DATA SECTION: Begin

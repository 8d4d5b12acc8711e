//! Job queue: bounded submission channel, worker pool and per-step retry.
//!
//! Shutdown: [`JobQueue::shutdown`] stops the dispatcher from taking new jobs; chains
//! already running keep going until they finish or time out.

use std::collections::HashSet;
use std::fmt;
use std::future::Future;
use std::sync::{Arc, Mutex, MutexGuard};
use std::time::Duration;

use catalog_core::{Config, JobError};
use thiserror::Error;
use tokio::sync::{mpsc, oneshot, Semaphore};
use tokio::time::sleep;
use uuid::Uuid;

use crate::pipeline::ChainHandler;

/// Upper bound on the delay between two attempts of one step.
pub const MAX_RETRY_BACKOFF: Duration = Duration::from_secs(60);

/// Delay before attempt `attempt + 1`: exponential in the attempt number, capped.
#[inline]
pub(crate) fn compute_retry_backoff(base: Duration, attempt: u32) -> Duration {
    let factor = 2_u32.saturating_pow(attempt.saturating_sub(1));
    base.saturating_mul(factor).min(MAX_RETRY_BACKOFF)
}

/// Retry budget applied to each step of a chain independently.
#[derive(Clone, Debug, PartialEq, Eq)]
pub struct RetryPolicy {
    /// Attempts allowed, timeouts included.
    pub tries: u32,
    /// Errors returned by the step allowed before giving up. Timeouts do not count.
    pub max_exceptions: u32,
    /// Wall-clock ceiling for one attempt.
    pub timeout: Duration,
    pub backoff_base: Duration,
}

impl Default for RetryPolicy {
    fn default() -> Self {
        Self {
            tries: 3,
            max_exceptions: 3,
            timeout: Duration::from_secs(300),
            backoff_base: Duration::from_secs(1),
        }
    }
}

impl RetryPolicy {
    pub fn from_config(config: &Config) -> Self {
        Self {
            tries: config.job_tries,
            max_exceptions: config.job_max_exceptions,
            timeout: Duration::from_secs(config.job_timeout_seconds),
            backoff_base: Duration::from_millis(config.job_retry_backoff_ms),
        }
    }
}

#[derive(Clone, Debug)]
pub struct JobQueueConfig {
    pub max_workers: usize,
    pub queue_size: usize,
    pub retry: RetryPolicy,
}

impl Default for JobQueueConfig {
    fn default() -> Self {
        Self {
            max_workers: 4,
            queue_size: 1000,
            retry: RetryPolicy::default(),
        }
    }
}

impl JobQueueConfig {
    pub fn from_config(config: &Config) -> Self {
        Self {
            max_workers: config.job_queue_max_workers,
            queue_size: config.job_queue_size,
            retry: RetryPolicy::from_config(config),
        }
    }
}

/// The two ordered steps of an upload chain.
#[derive(Clone, Copy, Debug, PartialEq, Eq)]
pub enum ChainStep {
    MarkProcessing,
    Ingest,
}

impl fmt::Display for ChainStep {
    fn fmt(&self, f: &mut fmt::Formatter<'_>) -> fmt::Result {
        match self {
            ChainStep::MarkProcessing => f.write_str("mark_processing"),
            ChainStep::Ingest => f.write_str("ingest"),
        }
    }
}

/// How a chain ended.
#[derive(Clone, Debug, PartialEq, Eq)]
pub enum ChainOutcome {
    Completed,
    /// The upload was (or should have been) marked failed with this message.
    Failed(String),
}

#[derive(Debug, Error)]
pub enum QueueError {
    #[error("Job queue is full")]
    Full,

    #[error("Upload {0} is already queued or running")]
    AlreadyQueued(Uuid),

    #[error("Job queue is shut down")]
    Closed,

    #[error("Job was dropped before reporting an outcome")]
    Dropped,
}

/// Handle to a submitted chain.
#[derive(Debug)]
pub struct JobTicket {
    pub upload_id: Uuid,
    done_rx: oneshot::Receiver<ChainOutcome>,
}

impl JobTicket {
    /// Wait for the chain to finish.
    pub async fn wait(self) -> Result<ChainOutcome, QueueError> {
        self.done_rx.await.map_err(|_| QueueError::Dropped)
    }
}

struct UploadJob {
    upload_id: Uuid,
    done_tx: oneshot::Sender<ChainOutcome>,
}

enum StepFailure {
    Exhausted { attempts: u32, error: anyhow::Error },
    Unrecoverable(JobError),
}

impl StepFailure {
    fn message(&self) -> String {
        match self {
            StepFailure::Exhausted { error, .. } => {
                format!("Job failed after maximum retries: {}", error)
            }
            StepFailure::Unrecoverable(error) => format!("Job failed: {}", error),
        }
    }
}

type InFlight = Arc<Mutex<HashSet<Uuid>>>;

fn lock_in_flight(in_flight: &InFlight) -> MutexGuard<'_, HashSet<Uuid>> {
    in_flight.lock().unwrap_or_else(|poisoned| poisoned.into_inner())
}

/// At most one chain per upload is queued or running at a time.
#[derive(Clone)]
pub struct JobQueue {
    job_tx: mpsc::Sender<UploadJob>,
    shutdown_tx: mpsc::Sender<()>,
    in_flight: InFlight,
}

impl JobQueue {
    /// Spawn the dispatcher and return a handle for submitting chains.
    pub fn start(handler: Arc<dyn ChainHandler>, config: JobQueueConfig) -> Self {
        let (job_tx, job_rx) = mpsc::channel(config.queue_size.max(1));
        let (shutdown_tx, shutdown_rx) = mpsc::channel(1);
        let in_flight = InFlight::default();

        let pool_in_flight = in_flight.clone();
        tokio::spawn(async move {
            Self::worker_pool(handler, config, job_rx, shutdown_rx, pool_in_flight).await;
        });

        Self {
            job_tx,
            shutdown_tx,
            in_flight,
        }
    }

    /// Submit the chain for `upload_id`. Never waits: a full queue is an error.
    #[tracing::instrument(skip(self))]
    pub fn enqueue(&self, upload_id: Uuid) -> Result<JobTicket, QueueError> {
        let mut in_flight = lock_in_flight(&self.in_flight);
        if !in_flight.insert(upload_id) {
            return Err(QueueError::AlreadyQueued(upload_id));
        }

        let (done_tx, done_rx) = oneshot::channel();
        if let Err(e) = self.job_tx.try_send(UploadJob { upload_id, done_tx }) {
            in_flight.remove(&upload_id);
            return Err(match e {
                mpsc::error::TrySendError::Full(_) => QueueError::Full,
                mpsc::error::TrySendError::Closed(_) => QueueError::Closed,
            });
        }
        drop(in_flight);

        tracing::info!(upload_id = %upload_id, "Upload chain submitted to queue");
        Ok(JobTicket { upload_id, done_rx })
    }

    async fn worker_pool(
        handler: Arc<dyn ChainHandler>,
        config: JobQueueConfig,
        mut job_rx: mpsc::Receiver<UploadJob>,
        mut shutdown_rx: mpsc::Receiver<()>,
        in_flight: InFlight,
    ) {
        tracing::info!(
            max_workers = config.max_workers,
            queue_size = config.queue_size,
            tries = config.retry.tries,
            timeout_seconds = config.retry.timeout.as_secs(),
            "Job queue worker pool started"
        );

        let semaphore = Arc::new(Semaphore::new(config.max_workers.max(1)));
        let policy = Arc::new(config.retry);

        loop {
            let job = tokio::select! {
                _ = shutdown_rx.recv() => {
                    tracing::info!("Job queue worker pool shutting down");
                    break;
                }
                job = job_rx.recv() => match job {
                    Some(job) => job,
                    None => break,
                },
            };

            let permit = match semaphore.clone().acquire_owned().await {
                Ok(permit) => permit,
                Err(_) => break,
            };

            let handler = handler.clone();
            let policy = policy.clone();
            let in_flight = in_flight.clone();
            tokio::spawn(async move {
                let _permit = permit;
                let outcome = run_chain(handler.as_ref(), &policy, job.upload_id).await;
                lock_in_flight(&in_flight).remove(&job.upload_id);
                let _ = job.done_tx.send(outcome);
            });
        }

        tracing::info!("Job queue worker pool stopped");
    }

    pub async fn shutdown(&self) {
        tracing::info!("Initiating job queue shutdown");
        let _ = self.shutdown_tx.send(()).await;
    }
}

/// Run both steps in order. A step that fails for good ends the chain and marks the
/// upload failed.
#[tracing::instrument(skip(handler, policy))]
pub(crate) async fn run_chain(
    handler: &dyn ChainHandler,
    policy: &RetryPolicy,
    upload_id: Uuid,
) -> ChainOutcome {
    let result = match run_step(policy, upload_id, ChainStep::MarkProcessing, || {
        handler.mark_processing(upload_id)
    })
    .await
    {
        Ok(()) => run_step(policy, upload_id, ChainStep::Ingest, || handler.ingest(upload_id))
            .await
            .map(|_| ()),
        Err(failure) => Err(failure),
    };

    match result {
        Ok(()) => {
            tracing::info!(upload_id = %upload_id, "Upload chain completed");
            ChainOutcome::Completed
        }
        Err(failure) => {
            let message = failure.message();
            match &failure {
                StepFailure::Exhausted { attempts, .. } => tracing::error!(
                    upload_id = %upload_id,
                    attempts,
                    error = %message,
                    "Upload chain failed after maximum retries"
                ),
                StepFailure::Unrecoverable(_) => tracing::error!(
                    upload_id = %upload_id,
                    error = %message,
                    "Upload chain failed with unrecoverable error, will not retry"
                ),
            }
            handler.fail(upload_id, message.clone()).await;
            ChainOutcome::Failed(message)
        }
    }
}

async fn run_step<T, F, Fut>(
    policy: &RetryPolicy,
    upload_id: Uuid,
    step: ChainStep,
    mut op: F,
) -> Result<T, StepFailure>
where
    F: FnMut() -> Fut,
    Fut: Future<Output = Result<T, JobError>>,
{
    let mut attempts = 0u32;
    let mut exceptions = 0u32;

    loop {
        attempts += 1;
        let error = match tokio::time::timeout(policy.timeout, op()).await {
            Ok(Ok(value)) => {
                tracing::debug!(upload_id = %upload_id, step = %step, attempts, "Step succeeded");
                return Ok(value);
            }
            Ok(Err(e)) if !e.is_recoverable() => return Err(StepFailure::Unrecoverable(e)),
            Ok(Err(e)) => {
                exceptions += 1;
                e.into_inner()
            }
            Err(_) => anyhow::anyhow!(
                "Step {} timed out after {} seconds",
                step,
                policy.timeout.as_secs()
            ),
        };

        tracing::warn!(
            upload_id = %upload_id,
            step = %step,
            attempt = attempts,
            exceptions,
            error = %error,
            "Step attempt failed"
        );

        if attempts >= policy.tries || exceptions >= policy.max_exceptions {
            return Err(StepFailure::Exhausted { attempts, error });
        }

        let backoff = compute_retry_backoff(policy.backoff_base, attempts);
        tracing::info!(
            upload_id = %upload_id,
            step = %step,
            next_attempt = attempts + 1,
            backoff_ms = backoff.as_millis() as u64,
            "Scheduling step retry"
        );
        sleep(backoff).await;
    }
}
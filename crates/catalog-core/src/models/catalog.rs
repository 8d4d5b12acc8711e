use chrono::{DateTime, Utc};
use rust_decimal::Decimal;
use serde::{Deserialize, Serialize};
use std::fmt::{Display, Formatter, Result as FmtResult};
use std::str::FromStr;
use uuid::Uuid;

/// Default page size for catalog listings.
pub const CATALOG_PAGE_SIZE: i64 = 50;

/// One product row, keyed by `unique_key`.
#[derive(Debug, Clone, Serialize, Deserialize, PartialEq)]
#[cfg_attr(feature = "sqlx", derive(sqlx::FromRow))]
pub struct CatalogRecord {
    pub id: Uuid,
    pub unique_key: String,
    pub product_title: Option<String>,
    pub product_description: Option<String>,
    pub style_number: Option<String>,
    pub mainframe_color: Option<String>,
    pub size: Option<String>,
    pub color_name: Option<String>,
    pub piece_price: Option<Decimal>,
    /// Upload that last wrote this record. May point at a deleted upload.
    pub updated_by_upload_id: Option<Uuid>,
    pub created_at: DateTime<Utc>,
    pub updated_at: DateTime<Utc>,
}

impl CatalogRecord {
    pub fn fields(&self) -> CatalogFields {
        CatalogFields {
            product_title: self.product_title.clone(),
            product_description: self.product_description.clone(),
            style_number: self.style_number.clone(),
            mainframe_color: self.mainframe_color.clone(),
            size: self.size.clone(),
            color_name: self.color_name.clone(),
            piece_price: self.piece_price,
        }
    }
}

/// The descriptive, non-bookkeeping fields an ingest row maps onto.
///
/// Equality on this struct is the "did anything change" test used by upserts.
#[derive(Debug, Clone, Default, PartialEq, Eq, Serialize, Deserialize)]
pub struct CatalogFields {
    pub product_title: Option<String>,
    pub product_description: Option<String>,
    pub style_number: Option<String>,
    pub mainframe_color: Option<String>,
    pub size: Option<String>,
    pub color_name: Option<String>,
    pub piece_price: Option<Decimal>,
}

/// How an upsert affected the stored record.
#[derive(Debug, Clone, Copy, PartialEq, Eq, Serialize, Deserialize)]
#[serde(rename_all = "snake_case")]
pub enum UpsertOutcome {
    /// No record existed for the key.
    Created,
    /// At least one descriptive field differed and was overwritten.
    Updated,
    /// Only the back-reference and `updated_at` were touched.
    Unchanged,
}

#[derive(Debug, Clone, Copy, PartialEq, Eq, Serialize, Deserialize)]
#[serde(rename_all = "snake_case")]
pub enum CatalogSortField {
    UniqueKey,
    ProductTitle,
    StyleNumber,
    PiecePrice,
    CreatedAt,
    UpdatedAt,
}

impl CatalogSortField {
    pub fn column(&self) -> &'static str {
        match self {
            CatalogSortField::UniqueKey => "unique_key",
            CatalogSortField::ProductTitle => "product_title",
            CatalogSortField::StyleNumber => "style_number",
            CatalogSortField::PiecePrice => "piece_price",
            CatalogSortField::CreatedAt => "created_at",
            CatalogSortField::UpdatedAt => "updated_at",
        }
    }
}

impl Display for CatalogSortField {
    fn fmt(&self, f: &mut Formatter<'_>) -> FmtResult {
        write!(f, "{}", self.column())
    }
}

impl FromStr for CatalogSortField {
    type Err = anyhow::Error;

    fn from_str(s: &str) -> Result<Self, Self::Err> {
        match s {
            "unique_key" => Ok(CatalogSortField::UniqueKey),
            "product_title" => Ok(CatalogSortField::ProductTitle),
            "style_number" => Ok(CatalogSortField::StyleNumber),
            "piece_price" => Ok(CatalogSortField::PiecePrice),
            "created_at" => Ok(CatalogSortField::CreatedAt),
            "updated_at" => Ok(CatalogSortField::UpdatedAt),
            _ => Err(anyhow::anyhow!("Invalid sort field: {}", s)),
        }
    }
}

#[derive(Debug, Default, Clone, Copy, PartialEq, Eq, Serialize, Deserialize)]
#[serde(rename_all = "lowercase")]
pub enum SortDirection {
    Asc,
    #[default]
    Desc,
}

impl SortDirection {
    pub fn as_sql(&self) -> &'static str {
        match self {
            SortDirection::Asc => "ASC",
            SortDirection::Desc => "DESC",
        }
    }
}

impl FromStr for SortDirection {
    type Err = anyhow::Error;

    fn from_str(s: &str) -> Result<Self, Self::Err> {
        match s.to_ascii_lowercase().as_str() {
            "asc" => Ok(SortDirection::Asc),
            "desc" => Ok(SortDirection::Desc),
            _ => Err(anyhow::anyhow!("Invalid sort direction: {}", s)),
        }
    }
}

/// Catalog listing parameters. Unknown sort fields fall back to `updated_at desc`.
#[derive(Debug, Clone, Serialize, Deserialize)]
pub struct CatalogListQuery {
    pub search: Option<String>,
    pub sort: CatalogSortField,
    pub direction: SortDirection,
    /// 1-based page number.
    pub page: i64,
    pub per_page: i64,
}

impl Default for CatalogListQuery {
    fn default() -> Self {
        Self {
            search: None,
            sort: CatalogSortField::UpdatedAt,
            direction: SortDirection::Desc,
            page: 1,
            per_page: CATALOG_PAGE_SIZE,
        }
    }
}

impl CatalogListQuery {
    /// Build a query from loosely typed parameters, dropping anything not whitelisted.
    pub fn from_params(
        search: Option<&str>,
        sort: Option<&str>,
        direction: Option<&str>,
        page: Option<i64>,
    ) -> Self {
        let sort_field = sort.and_then(|s| s.parse::<CatalogSortField>().ok());
        let (sort, direction) = match sort_field {
            Some(field) => (
                field,
                direction
                    .and_then(|d| d.parse::<SortDirection>().ok())
                    .unwrap_or_default(),
            ),
            None => (CatalogSortField::UpdatedAt, SortDirection::Desc),
        };

        Self {
            search: search
                .map(str::trim)
                .filter(|s| !s.is_empty())
                .map(str::to_string),
            sort,
            direction,
            page: page.unwrap_or(1).max(1),
            per_page: CATALOG_PAGE_SIZE,
        }
    }

    pub fn offset(&self) -> i64 {
        (self.page - 1) * self.per_page
    }
}

/// One page of catalog records.
#[derive(Debug, Clone, Serialize, Deserialize)]
pub struct CatalogPage {
    pub records: Vec<CatalogRecord>,
    pub total: i64,
    pub page: i64,
    pub per_page: i64,
}

impl CatalogPage {
    pub fn last_page(&self) -> i64 {
        if self.total == 0 {
            1
        } else {
            (self.total + self.per_page - 1) / self.per_page
        }
    }
}
use std::sync::LazyLock;

use regex::Regex;

/// C0 controls and DEL, minus tab, newline and carriage return.
static CONTROL_CHARS: LazyLock<Regex> = LazyLock::new(|| {
    Regex::new(r"[\x00-\x08\x0B\x0C\x0E-\x1F\x7F]").expect("control character pattern is valid")
});

const BOM: char = '\u{FEFF}';

/// Clean one header or data cell. Returns `None` when nothing is left.
///
/// Strips a leading byte-order mark, decodes HTML entities, removes control
/// characters and trims surrounding whitespace.
pub fn clean_cell(raw: &str) -> Option<String> {
    let without_bom = raw.strip_prefix(BOM).unwrap_or(raw);
    let decoded = html_escape::decode_html_entities(without_bom);
    let stripped = CONTROL_CHARS.replace_all(&decoded, "");
    let trimmed = stripped.trim();

    if trimmed.is_empty() {
        None
    } else {
        Some(trimmed.to_string())
    }
}

#[cfg(test)]
mod tests {
    use super::*;

    #[test]
    fn strips_bom_and_whitespace() {
        assert_eq!(clean_cell("\u{FEFF}  unique_key "), Some("unique_key".to_string()));
    }

    #[test]
    fn decodes_entities() {
        assert_eq!(
            clean_cell("Tom &amp; Jerry&#39;s &quot;Tee&quot;"),
            Some("Tom & Jerry's \"Tee\"".to_string())
        );
    }

    #[test]
    fn removes_control_characters_but_keeps_inner_newlines() {
        assert_eq!(clean_cell("ab\x00c\x07d\x7F"), Some("abcd".to_string()));
        assert_eq!(clean_cell("line one\nline two"), Some("line one\nline two".to_string()));
    }

    #[test]
    fn blank_cells_are_absent() {
        assert_eq!(clean_cell(""), None);
        assert_eq!(clean_cell("   \t "), None);
        assert_eq!(clean_cell("\u{FEFF}"), None);
        assert_eq!(clean_cell("\x01\x02"), None);
    }
}
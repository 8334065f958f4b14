//! Canonical relabeling of cluster assignments.
//!
//! Two runs with different random seeds may find the same partition, but number its clusters
//! differently. Relabeling renumbers clusters by order of first appearance (the first sample is
//! always in cluster 0, the next cluster encountered is 1, ...), so that assignments of runs over
//! the same samples in the same order can be compared directly.
//!
//! Partitions whose clusters first appear in a different order still relabel differently; this
//! only holds for assignments over the same sample order.

/// Compute the canonical label for each raw cluster index in `0..k`.
///
/// Raw indices that occur in **assignments** are numbered by first appearance. Indices that never
/// occur receive the remaining labels in ascending order, so the result is always a permutation
/// of `0..k`, which allows per-cluster data (centroids, frequencies) to be reordered alongside.
pub(crate) fn canonical_mapping(assignments: &[usize], k: usize) -> Vec<usize> {
    let mut map = vec![usize::MAX; k];
    let mut next_label = 0;
    for &c in assignments {
        if next_label == k {
            break;
        }
        if map[c] == usize::MAX {
            map[c] = next_label;
            next_label += 1;
        }
    }
    map.iter_mut().filter(|m| **m == usize::MAX).for_each(|m| {
        *m = next_label;
        next_label += 1;
    });
    map
}

/// Rewrite **assignments** into canonical form, in place.
pub fn relabel(assignments: &mut [usize]) {
    let k = assignments.iter().cloned().max().map_or(0, |m| m + 1);
    let map = canonical_mapping(assignments, k);
    assignments.iter_mut().for_each(|c| *c = map[*c]);
}

/// Mean elementwise squared difference between two assignment sequences.
///
/// Symmetric, and exactly zero iff both sequences are identical. Sequences of different
/// length are never equal and yield infinity.
pub fn assignment_distance(lhs: &[usize], rhs: &[usize]) -> f64 {
    if lhs.len() != rhs.len() {
        return f64::INFINITY;
    }
    if lhs.is_empty() {
        return 0.0;
    }
    let sum: f64 = lhs.iter().zip(rhs.iter())
        .map(|(&l, &r)| (l as f64 - r as f64).powi(2))
        .sum();
    sum / lhs.len() as f64
}

#[cfg(test)]
mod tests {
    use super::*;

    #[test]
    fn first_appearance_order() {
        let mut assignments = vec![2, 2, 0, 1, 0, 2];
        relabel(&mut assignments);
        assert_eq!(assignments, vec![0, 0, 1, 2, 1, 0]);
    }

    #[test]
    fn idempotent() {
        let mut assignments = vec![3, 1, 1, 0, 2, 3, 0];
        relabel(&mut assignments);
        let once = assignments.clone();
        relabel(&mut assignments);
        assert_eq!(assignments, once);
        assert_eq!(assignments[0], 0);
    }

    #[test]
    fn same_partition_different_numbering() {
        let mut a = vec![1, 1, 0, 2, 2];
        let mut b = vec![2, 2, 1, 0, 0];
        assert!(assignment_distance(&a, &b) > 0.0);
        relabel(&mut a);
        relabel(&mut b);
        assert_eq!(assignment_distance(&a, &b), 0.0);
    }

    #[test]
    fn mapping_is_a_permutation() {
        // cluster 1 never occurs
        let map = canonical_mapping(&[3, 0, 3, 2], 4);
        assert_eq!(map, vec![1, 3, 2, 0]);
        let mut sorted = map.clone();
        sorted.sort_unstable();
        assert_eq!(sorted, vec![0, 1, 2, 3]);
    }

    #[test]
    fn assignment_distance_properties() {
        let (a, b) = (vec![0, 1, 1, 2], vec![0, 1, 2, 0]);
        assert_eq!(assignment_distance(&a, &b), assignment_distance(&b, &a));
        assert_eq!(assignment_distance(&a, &b), (1.0 + 4.0) / 4.0);
        assert_eq!(assignment_distance(&a, &a), 0.0);
        assert_eq!(assignment_distance(&a, &b[..3]), f64::INFINITY);
        assert_eq!(assignment_distance(&[], &[]), 0.0);
    }
}
use crate::{DistanceFunction, Primitive};

/// Metric assembled from a pair of closures, e.g. a weighted distance or a categorical encoding.
///
/// ## Example
/// ```rust
/// use kmeans_consensus::*;
///
/// // Weight the second dimension ten times as much as the first
/// let metric = FnDistance::new(
///     |p: &[u8], c: &[f64]| (p[0] as f64 - c[0]).powi(2) + 10.0 * (p[1] as f64 - c[1]).powi(2),
///     |raw: u8| raw as f64,
/// );
/// let (point, centroid) = ([1u8, 1], [0.0f64, 0.0]);
/// assert_eq!(metric.distance(&point, &centroid), 11.0);
/// ```
#[derive(Clone, Copy, Debug)]
pub struct FnDistance<F, V> {
    distance: F,
    to_value: V,
}
impl<F, V> FnDistance<F, V> {
    pub fn new(distance: F, to_value: V) -> Self {
        Self { distance, to_value }
    }
}

impl<R, T, F, V> DistanceFunction<R, T> for FnDistance<F, V>
where
    R: Copy,
    T: Primitive,
    F: Fn(&[R], &[T]) -> T + Sync,
    V: Fn(R) -> T + Sync,
{
    #[inline(always)]
    fn to_value(&self, raw: R) -> T {
        (self.to_value)(raw)
    }

    #[inline(always)]
    fn distance(&self, point: &[R], centroid: &[T]) -> T {
        (self.distance)(point, centroid)
    }
}
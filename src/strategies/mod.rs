//! Restart strategies: run the randomized Lloyd iteration repeatedly and aggregate the results.
mod maxcount;
mod mindistance;
mod unknownk;

pub(crate) use maxcount::MaxCount;
pub(crate) use mindistance::MinDistance;
pub(crate) use unknownk::UnknownK;

use crate::variants::Lloyd;
use crate::{ClusteringResult, DistanceFunction, KMeans, KMeansConfig, Primitive};
use rand::prelude::*;
use rayon::prelude::*;
use std::ops::ControlFlow;

/// Draw one seed per attempt from the configured generator.
pub(crate) fn attempt_seeds<T: Primitive>(config: &KMeansConfig<'_, T>) -> Vec<u64> {
    let mut rnd = config.rnd.borrow_mut();
    (0..config.attempts).map(|_| rnd.next_u64()).collect()
}

/// Run `config.attempts` Lloyd attempts for **k** clusters, dispatched to the worker pool in
/// batches of `config.batch_size()`. Results are handed to **visit** on the calling thread in
/// attempt order; when **visit** breaks, the remaining batches are skipped.
///
/// Every attempt runs on its own generator, seeded from the configured one, so the outcome does
/// not depend on thread count or batch size.
pub(crate) fn for_each_attempt<R, T, D, B, F>(data: &KMeans<R, T, D>, k: usize, config: &KMeansConfig<'_, T>, mut visit: F) -> Option<B>
where
    R: Copy + Send + Sync,
    T: Primitive,
    D: DistanceFunction<R, T>,
    F: FnMut(ClusteringResult<T>) -> ControlFlow<B>,
{
    let seeds = attempt_seeds(config);
    let params = config.lloyd_params();
    let mut attempt_nr = 0;
    for batch in seeds.chunks(config.batch_size()) {
        let results: Vec<ClusteringResult<T>> = batch.par_iter()
            .map(|&seed| Lloyd::calculate(data, k, &mut StdRng::seed_from_u64(seed), &params))
            .collect();
        for result in results {
            attempt_nr += 1;
            (config.attempt_done)(&result, attempt_nr);
            if let ControlFlow::Break(done) = visit(result) {
                return Some(done);
            }
        }
    }
    None
}
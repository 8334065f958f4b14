use thiserror::Error;

/// An argument passed to the clustering API was rejected before any work started.
#[derive(Error, Debug, Clone, PartialEq, Eq)]
pub enum ArgumentError {
    #[error("dataset contains no samples")]
    EmptyDataset,
    #[error("samples must have at least one dimension")]
    ZeroDimensions,
    #[error("sample buffer holds {len} values, expected {sample_cnt} samples x {sample_dims} dimensions")]
    ShapeMismatch { len: usize, sample_cnt: usize, sample_dims: usize },
    #[error("sample {index} has {found} dimensions, expected {expected}")]
    RaggedSample { index: usize, found: usize, expected: usize },
    #[error("k must lie in 1..={sample_cnt}, got {k}")]
    ClusterCount { k: usize, sample_cnt: usize },
    #[error("cluster range {min_k}..={max_k} is invalid for {sample_cnt} samples")]
    ClusterRange { min_k: usize, max_k: usize, sample_cnt: usize },
    #[error("attempts cannot be 0")]
    NoAttempts,
    #[error("batch_size cannot be 0")]
    ZeroBatchSize,
    #[error("centroid list is empty")]
    NoCentroids,
    #[error("centroid list holds {len} values, which is not a multiple of {sample_dims} dimensions")]
    CentroidShape { len: usize, sample_dims: usize },
    #[error("expected {expected} dimensions, got {found}")]
    DimensionMismatch { expected: usize, found: usize },
}

/// An error when clustering.
#[derive(Error, Debug, Clone, PartialEq, Eq)]
pub enum KMeansError {
    /// Empty dataset, k outside `1..=n`, bad option values or mismatching dimensions
    #[error("Invalid argument: {0}")]
    InvalidArgument(#[from] ArgumentError),
}

pub type Result<T> = std::result::Result<T, KMeansError>;

#[cfg(test)]
mod tests {
    use super::*;

    #[test]
    fn messages_carry_context() {
        let err: KMeansError = ArgumentError::ClusterCount { k: 7, sample_cnt: 3 }.into();
        assert_eq!(err.to_string(), "Invalid argument: k must lie in 1..=3, got 7");
        let err: KMeansError = ArgumentError::RaggedSample { index: 2, found: 1, expected: 3 }.into();
        assert_eq!(err.to_string(), "Invalid argument: sample 2 has 1 dimensions, expected 3");
    }
}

DATA SECTION: End

TASK GOAL: Transcribe exactly, and only, the lines from the opening line of the records through the line containing "new jobs; chains".

WORKED SOLUTION:
repository 8d4d5b12acc8711e
//! Job queue: bounded submission channel, worker pool and per-step retry.
//!
//! Shutdown: [`JobQueue::shutdown`] stops the dispatcher from taking new jobs; chains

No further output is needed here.